#### EXERCISE REQUIREMENTS:
In the entries below, which lines run from the one containing "table.push_str(line.trim_end());" to the one containing "let path = Uri::borrow_from(&state).path().to_owned();"? Copy exactly those lines, ends included, and no others.

***

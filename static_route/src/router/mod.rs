//! Defines the `Router` and supporting types.

pub mod builder;
mod route;

use std::fmt::Write;
use std::pin::Pin;
use std::sync::Arc;

use futures_util::future::{self, FutureExt, TryFutureExt};
use hyper::header::{HeaderValue, ALLOW};
use hyper::{Method, StatusCode, Uri};
use log::trace;
use thiserror::Error;

use crate::handler::{Handler, HandlerFuture, IntoResponse, NewHandler};
use crate::helpers::http::response::create_empty_response;
use crate::router::route::{request_segments, Route};
use crate::state::{request_id, FromState, State, StateData};

/// Errors raised when building a path for a named route.
#[derive(Debug, Error, PartialEq, Eq)]
pub enum RouteError {
    /// No route was registered under this name.
    #[error("no route named `{0}`")]
    UnknownRoute(String),
    /// The route pattern needs a parameter which wasn't supplied.
    #[error("route `{route}` needs a value for `:{param}`")]
    MissingParam {
        /// The name of the route.
        route: String,
        /// The missing parameter.
        param: String,
    },
}

/// The values of the `:name` segments matched for the current request, stored in `State` before
/// the route's handler is called.
#[derive(Clone, Debug, Default, PartialEq, Eq)]
pub struct RouteParams {
    params: Vec<(String, String)>,
}

impl RouteParams {
    pub(crate) fn push(&mut self, name: &str, value: &str) {
        self.params.push((name.to_owned(), value.to_owned()));
    }

    /// The percent-decoded value for the parameter `name`.
    pub fn get(&self, name: &str) -> Option<&str> {
        self.params
            .iter()
            .find(|(key, _)| key == name)
            .map(|(_, value)| value.as_str())
    }

    /// All parameters, in pattern order.
    pub fn iter(&self) -> impl Iterator<Item = (&str, &str)> {
        self.params
            .iter()
            .map(|(key, value)| (key.as_str(), value.as_str()))
    }
}

impl StateData for RouteParams {}

/// A description of a single route, as listed by `Router::routes`.
#[derive(Clone, Debug, PartialEq, Eq)]
pub struct RouteDescription {
    /// The route name, if one was given.
    pub name: Option<String>,
    /// The methods accepted by the route.
    pub methods: Vec<Method>,
    /// The pattern as it was defined.
    pub pattern: String,
    /// The handler's label, `static('<path>')` for static routes.
    pub target: String,
}

struct RouterData {
    routes: Vec<Route>,
    descriptions: Vec<RouteDescription>,
}

/// Dispatches requests to the first route whose pattern and methods match, and turns errors
/// from the route's handler into responses.
///
/// A path matched by some route which doesn't accept the request method is answered with
/// `405 Method Not Allowed` and an `Allow` header. Anything else unmatched is `404 Not Found`.
///
/// Routers are built with `builder::build_router`.
#[derive(Clone)]
pub struct Router {
    data: Arc<RouterData>,
}

impl Router {
    pub(crate) fn new(routes: Vec<Route>) -> Router {
        let descriptions = routes
            .iter()
            .map(|route| RouteDescription {
                name: route.name.clone(),
                methods: route.methods.clone(),
                pattern: route.pattern.clone(),
                target: route.dispatcher.describe().into_owned(),
            })
            .collect();

        Router {
            data: Arc::new(RouterData {
                routes,
                descriptions,
            }),
        }
    }

    /// The routes of this router, in the order they were defined.
    pub fn routes(&self) -> &[RouteDescription] {
        &self.data.descriptions
    }

    /// Builds the request path of the route called `name`, filling `:name` segments from
    /// `params`. Values are percent-encoded.
    ///
    /// ```rust
    /// # use static_route::handler::FileHandler;
    /// # use static_route::router::builder::*;
    /// # let files = FileHandler::new("resources/test/public").unwrap();
    /// let router = build_router(files, |route| {
    ///     route.get("/users/:id").name("user").to_static("index.html");
    /// });
    ///
    /// assert_eq!(router.path_for("user", &[("id", "a b")]).unwrap(), "/users/a%20b");
    /// ```
    pub fn path_for(&self, name: &str, params: &[(&str, &str)]) -> Result<String, RouteError> {
        self.data
            .routes
            .iter()
            .find(|route| route.name.as_deref() == Some(name))
            .ok_or_else(|| RouteError::UnknownRoute(name.to_owned()))?
            .path_for(params)
    }

    /// Renders the routes as an aligned table, one route per line.
    ///
    /// ```text
    /// Prefix    Verb      URI Pattern  Target
    /// login     GET|HEAD  /login       static('index.html')
    /// ```
    pub fn route_table(&self) -> String {
        let header = [
            "Prefix".to_owned(),
            "Verb".to_owned(),
            "URI Pattern".to_owned(),
            "Target".to_owned(),
        ];

        let rows: Vec<[String; 4]> = std::iter::once(header)
            .chain(self.routes().iter().map(|route| {
                [
                    route.name.clone().unwrap_or_default(),
                    route
                        .methods
                        .iter()
                        .map(Method::as_str)
                        .collect::<Vec<_>>()
                        .join("|"),
                    route.pattern.clone(),
                    route.target.clone(),
                ]
            }))
            .collect();

        let mut widths = [0; 4];
        for row in &rows {
            for (width, cell) in widths.iter_mut().zip(row.iter()) {
                *width = (*width).max(cell.len());
            }
        }

        let mut table = String::new();
        for row in &rows {
            let mut line = String::new();
            for (i, cell) in row.iter().enumerate() {
                // writing to a String cannot fail
                let _ = write!(line, "{:width$}  ", cell, width = widths[i]);
            }
            table.push_str(line.trim_end());
            table.push('\n');
        }
        table
    }

    fn dispatch(&self, mut state: State) -> Pin<Box<HandlerFuture>> {
        let path = Uri::borrow_from(&state).path().to_owned();
        let method = Method::borrow_from(&state).clone();
        let segments = request_segments(&path);

        let mut allow: Vec<Method> = Vec::new();
        for route in &self.data.routes {
            let params = match route.extract(&segments) {
                Some(params) => params,
                None => continue,
            };

            if route.accepts(&method) {
                trace!(
                    "[{}] dispatching to route `{}`",
                    request_id(&state),
                    route.pattern
                );
                state.put(params);
                return route.dispatcher.dispatch(state);
            }

            for method in &route.methods {
                if !allow.contains(method) {
                    allow.push(method.clone());
                }
            }
        }

        let response = if allow.is_empty() {
            trace!("[{}] did not find a matching route", request_id(&state));
            create_empty_response(&state, StatusCode::NOT_FOUND)
        } else {
            trace!("[{}] method {} not allowed", request_id(&state), method);
            let mut response = create_empty_response(&state, StatusCode::METHOD_NOT_ALLOWED);
            let allow = allow
                .iter()
                .map(Method::as_str)
                .collect::<Vec<_>>()
                .join(", ");
            if let Ok(value) = HeaderValue::from_str(&allow) {
                response.headers_mut().insert(ALLOW, value);
            }
            response
        };
        future::ok((state, response)).boxed()
    }
}

impl NewHandler for Router {
    type Instance = Router;

    fn new_handler(&self) -> anyhow::Result<Self::Instance> {
        trace!(" cloning instance");
        Ok(self.clone())
    }

    fn describe(&self) -> std::borrow::Cow<'static, str> {
        "router".into()
    }
}

impl Handler for Router {
    fn handle(self, state: State) -> Pin<Box<HandlerFuture>> {
        trace!("[{}] starting", request_id(&state));

        self.dispatch(state)
            .or_else(|(state, err)| {
                trace!(
                    "[{}] converting error into http response: {:?}",
                    request_id(&state),
                    err
                );
                let response = err.into_response(&state);
                future::ok((state, response))
            })
            .boxed()
    }
}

***

#### RESPONSE AREA:
            table.push_str(line.trim_end());
            table.push('\n');
        }
        table
    }

    fn dispatch(&self, mut state: State) -> Pin<Box<HandlerFuture>> {
        let path = Uri::borrow_from(&state).path().to_owned();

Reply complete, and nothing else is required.